Los doctorados, por su parte, han evolucionado hacia una forma de entretenimiento intelectual: investigaciones de impacto cero, tesis con conclusiones más previsibles que el final de una telenovela y programas diseñados para fabricar «doctores» en serie. ¿Crisis educativa? No, hombre, simplemente hemos entrado en la era dorada de la mediocridad con credenciales.
¿Y qué decir de la investigación? Ah, ahí sí que no hay margen para la creatividad. Aquí lo importante es repetir, repetir y repetir. ¿Nuevas ideas? Qué risa. Lo que se premia es citar las mismas fuentes de siempre para que el conocimiento nunca se salga del corral. No vaya a ser que alguien se atreva a pensar por sí mismo.

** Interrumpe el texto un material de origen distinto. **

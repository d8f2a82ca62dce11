//! Configuration management
//!
//! Strongly-typed TOML configuration plus the wholesale-rebuilt runtime
//! [`TunnelConfig`] handed to the device provider on every tunnel start.

use crate::error::{Error, Result};
use serde::{Deserialize, Serialize};
use std::net::Ipv4Addr;
use std::path::{Path, PathBuf};

/// Main configuration structure
#[derive(Debug, Clone, Default, Serialize, Deserialize)]
#[serde(default)]
pub struct Config {
    /// Tunnel interface settings
    pub tunnel: TunnelSettings,

    /// Per-application capture scoping
    pub apps: AppScopeSettings,

    /// Blocklist settings
    pub filter: FilterSettings,

    /// Statistics persistence
    pub stats: StatsSettings,
}

impl Config {
    /// Load configuration from a TOML file
    pub fn load<P: AsRef<Path>>(path: P) -> Result<Self> {
        let path = path.as_ref();
        let content = std::fs::read_to_string(path).map_err(|_| Error::ConfigNotFound {
            path: path.display().to_string(),
        })?;
        Self::from_toml(&content)
    }

    /// Parse configuration from a TOML string
    pub fn from_toml(content: &str) -> Result<Self> {
        let config: Self = toml::from_str(content)?;
        config.validate()?;
        Ok(config)
    }

    /// Validate the configuration
    pub fn validate(&self) -> Result<()> {
        if self.tunnel.dns_servers.is_empty() {
            return Err(Error::config_value(
                "tunnel.dns_servers",
                "at least one upstream DNS server is required",
            ));
        }
        if self.tunnel.mtu < 576 {
            return Err(Error::config_value(
                "tunnel.mtu",
                format!("{} is below the IPv4 minimum of 576", self.tunnel.mtu),
            ));
        }
        if self.filter.approx_count == 0 {
            return Err(Error::config_value(
                "filter.approx_count",
                "must be nonzero",
            ));
        }
        Ok(())
    }

    /// Serialize to a TOML string
    pub fn to_toml(&self) -> Result<String> {
        toml::to_string_pretty(self).map_err(|e| Error::Config(e.to_string()))
    }
}

/// Tunnel interface settings
#[derive(Debug, Clone, Serialize, Deserialize)]
#[serde(default)]
pub struct TunnelSettings {
    /// Session name shown by the platform
    pub session: String,
    /// Virtual interface address (always a /32)
    pub address: Ipv4Addr,
    /// Interface MTU
    pub mtu: u16,
    /// Upstream DNS servers; only these get host routes through the tunnel
    pub dns_servers: Vec<Ipv4Addr>,
}

impl Default for TunnelSettings {
    fn default() -> Self {
        Self {
            session: "dnsveil".to_string(),
            address: Ipv4Addr::new(10, 0, 0, 2),
            mtu: 1500,
            dns_servers: vec![Ipv4Addr::new(1, 1, 1, 1), Ipv4Addr::new(8, 8, 8, 8)],
        }
    }
}

/// Per-application capture scoping
#[derive(Debug, Clone, Serialize, Deserialize)]
#[serde(default)]
pub struct AppScopeSettings {
    /// Applications whose traffic enters the tunnel; empty captures all
    pub allowed: Vec<String>,
    /// Identifier of the controlling application, always excluded
    pub own_id: String,
}

impl Default for AppScopeSettings {
    fn default() -> Self {
        Self {
            allowed: Vec::new(),
            own_id: "dnsveil".to_string(),
        }
    }
}

/// Blocklist settings
#[derive(Debug, Clone, Serialize, Deserialize)]
#[serde(default)]
pub struct FilterSettings {
    /// Master filtering switch
    pub enabled: bool,
    /// Pre-listed (Bloom) tier switch
    pub prelisted_enabled: bool,
    /// Persisted Bloom index location
    pub bloom_path: Option<PathBuf>,
    /// Newline-separated corpus used to build the index when missing
    pub source_path: Option<PathBuf>,
    /// Approximate size of the pre-listed corpus
    pub approx_count: u32,
    /// Initial user blocklist entries
    pub user_domains: Vec<String>,
}

impl Default for FilterSettings {
    fn default() -> Self {
        Self {
            enabled: true,
            prelisted_enabled: true,
            bloom_path: None,
            source_path: None,
            approx_count: 322_506,
            user_domains: Vec::new(),
        }
    }
}

/// Statistics persistence
#[derive(Debug, Clone, Default, Serialize, Deserialize)]
#[serde(default)]
pub struct StatsSettings {
    /// Durable counters file; omitted keeps counters in memory only
    pub file: Option<PathBuf>,
}

/// Runtime interface description, rebuilt wholesale on every start or rule
/// change; never patched incrementally.
#[derive(Debug, Clone, PartialEq, Eq)]
pub struct TunnelConfig {
    /// Session name shown by the platform
    pub session: String,
    /// Virtual interface address (/32)
    pub address: Ipv4Addr,
    /// Interface MTU
    pub mtu: u16,
    /// Upstream DNS servers, first entry is the relay target
    pub dns_servers: Vec<Ipv4Addr>,
    /// Applications captured into the tunnel; empty captures everything
    /// except `excluded_app`
    pub allowed_apps: Vec<String>,
    /// The controlling application, excluded to prevent a self-loop
    pub excluded_app: String,
}

impl TunnelConfig {
    /// Host (/32) routes pulled into the tunnel: exactly the upstream
    /// server addresses, so non-DNS traffic never enters.
    pub fn host_routes(&self) -> Vec<Ipv4Addr> {
        self.dns_servers.clone()
    }

    /// The upstream server queries are relayed to
    pub fn primary_dns(&self) -> Option<Ipv4Addr> {
        self.dns_servers.first().copied()
    }
}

Por supuesto, la distinción entre conocimiento y sabiduría ha sido oficialmente declarada irrelevante. ¿Para qué aprender a aplicar lo que sabes si puedes simplemente memorizar datos y repetirlos con autoridad? La educación ha conseguido eliminar el enciclopedismo, dejando a los técnicos con un conocimiento tan útil como una brújula en la era del GPS. Pero, eso sí, sus títulos brillan con intensidad.
Y luego vienen las consecuencias: políticas públicas diseñadas con la precisión de un mono jugando a los dardos, gestión de recursos que haría llorar a un contador y decisiones que desafían toda lógica. ¿El resultado? Instituciones ineficientes, recursos desperdiciados y una ciudadanía cada vez más escéptica sobre la capacidad de sus líderes.
Pero tranquilos, que hay solución (al menos en teoría). Si por algún milagro las instituciones decidieran combinar la teoría con la práctica, fomentar el pensamiento crítico y, quién sabe, hasta valorar la experiencia real, quizá podríamos aspirar a un futuro donde las decisiones no se tomen en función de quién tiene más diplomas colgados en la oficina.
En fin, ahí está el desafío: lograr que la gestión pública deje de ser un desfile de títulos vacíos y empiece a ser algo remotamente funcional. ¿Optimismo desmedido? Tal vez. Pero, mientras tanto, seguiremos acumulando expertos que no saben qué hacer con su «expertez».